What you are asked to do>
From the top of the entries below through the line containing "let cell_w = params.x * px_per_mm;", return every line exactly as written, please, and stop there.

Dataset entries section start

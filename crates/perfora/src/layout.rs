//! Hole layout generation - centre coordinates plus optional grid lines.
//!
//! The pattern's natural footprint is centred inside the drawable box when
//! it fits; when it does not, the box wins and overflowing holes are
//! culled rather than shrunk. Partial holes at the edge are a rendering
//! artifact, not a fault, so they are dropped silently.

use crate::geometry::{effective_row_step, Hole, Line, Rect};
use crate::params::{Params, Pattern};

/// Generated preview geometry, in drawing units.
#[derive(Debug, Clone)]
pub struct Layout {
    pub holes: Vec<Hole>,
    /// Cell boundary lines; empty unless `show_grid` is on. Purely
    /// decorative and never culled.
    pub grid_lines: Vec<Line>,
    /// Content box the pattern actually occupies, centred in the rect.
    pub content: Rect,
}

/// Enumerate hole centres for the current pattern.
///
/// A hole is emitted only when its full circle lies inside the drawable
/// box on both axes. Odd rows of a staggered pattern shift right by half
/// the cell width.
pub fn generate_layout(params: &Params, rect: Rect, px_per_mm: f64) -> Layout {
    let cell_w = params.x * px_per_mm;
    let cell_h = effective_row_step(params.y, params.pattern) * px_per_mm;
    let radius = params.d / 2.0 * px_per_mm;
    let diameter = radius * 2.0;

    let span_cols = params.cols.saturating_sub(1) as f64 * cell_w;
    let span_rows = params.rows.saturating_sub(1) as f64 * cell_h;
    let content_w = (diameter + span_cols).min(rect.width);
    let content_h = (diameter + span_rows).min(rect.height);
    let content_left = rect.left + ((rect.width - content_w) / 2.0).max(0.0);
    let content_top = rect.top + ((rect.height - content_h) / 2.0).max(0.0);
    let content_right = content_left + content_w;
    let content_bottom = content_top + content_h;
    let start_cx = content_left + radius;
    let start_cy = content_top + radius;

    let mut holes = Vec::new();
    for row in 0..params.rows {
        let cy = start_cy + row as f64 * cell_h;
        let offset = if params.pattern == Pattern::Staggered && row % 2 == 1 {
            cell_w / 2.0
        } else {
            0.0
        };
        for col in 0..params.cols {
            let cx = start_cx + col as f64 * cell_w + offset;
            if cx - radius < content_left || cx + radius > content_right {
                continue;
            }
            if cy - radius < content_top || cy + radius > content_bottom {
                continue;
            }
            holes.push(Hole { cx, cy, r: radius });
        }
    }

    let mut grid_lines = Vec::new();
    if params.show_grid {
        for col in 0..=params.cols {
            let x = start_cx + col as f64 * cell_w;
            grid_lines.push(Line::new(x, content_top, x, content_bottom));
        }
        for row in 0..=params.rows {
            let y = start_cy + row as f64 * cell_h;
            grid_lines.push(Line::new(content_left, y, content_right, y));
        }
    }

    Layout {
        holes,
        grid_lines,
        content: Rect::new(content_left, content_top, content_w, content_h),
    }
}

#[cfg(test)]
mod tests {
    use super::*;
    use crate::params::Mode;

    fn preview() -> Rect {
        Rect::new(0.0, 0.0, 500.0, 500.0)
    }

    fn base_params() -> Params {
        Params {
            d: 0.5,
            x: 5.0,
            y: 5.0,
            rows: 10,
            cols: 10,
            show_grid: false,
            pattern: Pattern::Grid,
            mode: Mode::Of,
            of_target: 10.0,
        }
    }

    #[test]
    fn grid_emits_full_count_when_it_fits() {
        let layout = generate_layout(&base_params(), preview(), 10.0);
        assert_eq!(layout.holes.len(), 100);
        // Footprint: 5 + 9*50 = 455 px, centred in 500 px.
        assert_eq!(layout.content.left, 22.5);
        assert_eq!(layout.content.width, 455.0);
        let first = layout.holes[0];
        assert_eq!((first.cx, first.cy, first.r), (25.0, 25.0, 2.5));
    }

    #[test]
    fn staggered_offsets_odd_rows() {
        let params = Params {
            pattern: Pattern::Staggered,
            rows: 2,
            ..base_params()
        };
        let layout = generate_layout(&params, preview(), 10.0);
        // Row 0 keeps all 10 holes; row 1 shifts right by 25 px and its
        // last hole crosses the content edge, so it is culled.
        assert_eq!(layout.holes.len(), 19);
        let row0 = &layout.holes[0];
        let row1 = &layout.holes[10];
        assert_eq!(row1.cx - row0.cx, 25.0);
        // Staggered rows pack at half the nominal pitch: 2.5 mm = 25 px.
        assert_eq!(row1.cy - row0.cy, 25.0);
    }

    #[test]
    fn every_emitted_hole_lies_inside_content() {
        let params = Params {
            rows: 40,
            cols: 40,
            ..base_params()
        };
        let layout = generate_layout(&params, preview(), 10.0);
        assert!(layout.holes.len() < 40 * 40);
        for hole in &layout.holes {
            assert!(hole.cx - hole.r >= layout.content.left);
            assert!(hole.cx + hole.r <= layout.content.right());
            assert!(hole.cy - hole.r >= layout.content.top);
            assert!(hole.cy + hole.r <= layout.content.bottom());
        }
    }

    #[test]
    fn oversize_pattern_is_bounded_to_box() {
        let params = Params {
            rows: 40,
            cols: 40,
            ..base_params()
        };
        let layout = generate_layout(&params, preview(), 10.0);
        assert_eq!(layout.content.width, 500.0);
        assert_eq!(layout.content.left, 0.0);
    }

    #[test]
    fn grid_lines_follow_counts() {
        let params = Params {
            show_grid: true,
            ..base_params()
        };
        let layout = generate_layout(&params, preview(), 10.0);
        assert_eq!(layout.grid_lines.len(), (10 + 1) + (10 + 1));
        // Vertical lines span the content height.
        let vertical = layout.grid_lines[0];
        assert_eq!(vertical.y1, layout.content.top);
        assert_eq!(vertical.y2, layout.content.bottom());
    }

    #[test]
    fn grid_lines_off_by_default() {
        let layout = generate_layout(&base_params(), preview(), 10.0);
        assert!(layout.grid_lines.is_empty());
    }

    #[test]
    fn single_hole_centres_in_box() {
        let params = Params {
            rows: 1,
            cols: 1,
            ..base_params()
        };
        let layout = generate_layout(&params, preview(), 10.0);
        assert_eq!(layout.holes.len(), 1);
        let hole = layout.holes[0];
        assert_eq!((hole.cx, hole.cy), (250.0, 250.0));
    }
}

Dataset entries section end

Reply to the exercise>
filename crates/perfora/src/layout.rs
//! Hole layout generation - centre coordinates plus optional grid lines.
//!
//! The pattern's natural footprint is centred inside the drawable box when
//! it fits; when it does not, the box wins and overflowing holes are
//! culled rather than shrunk. Partial holes at the edge are a rendering
//! artifact, not a fault, so they are dropped silently.

use crate::geometry::{effective_row_step, Hole, Line, Rect};
use crate::params::{Params, Pattern};

/// Generated preview geometry, in drawing units.
#[derive(Debug, Clone)]
pub struct Layout {
    pub holes: Vec<Hole>,
    /// Cell boundary lines; empty unless `show_grid` is on. Purely
    /// decorative and never culled.
    pub grid_lines: Vec<Line>,
    /// Content box the pattern actually occupies, centred in the rect.
    pub content: Rect,
}

/// Enumerate hole centres for the current pattern.
///
/// A hole is emitted only when its full circle lies inside the drawable
/// box on both axes. Odd rows of a staggered pattern shift right by half
/// the cell width.
pub fn generate_layout(params: &Params, rect: Rect, px_per_mm: f64) -> Layout {
    let cell_w = params.x * px_per_mm;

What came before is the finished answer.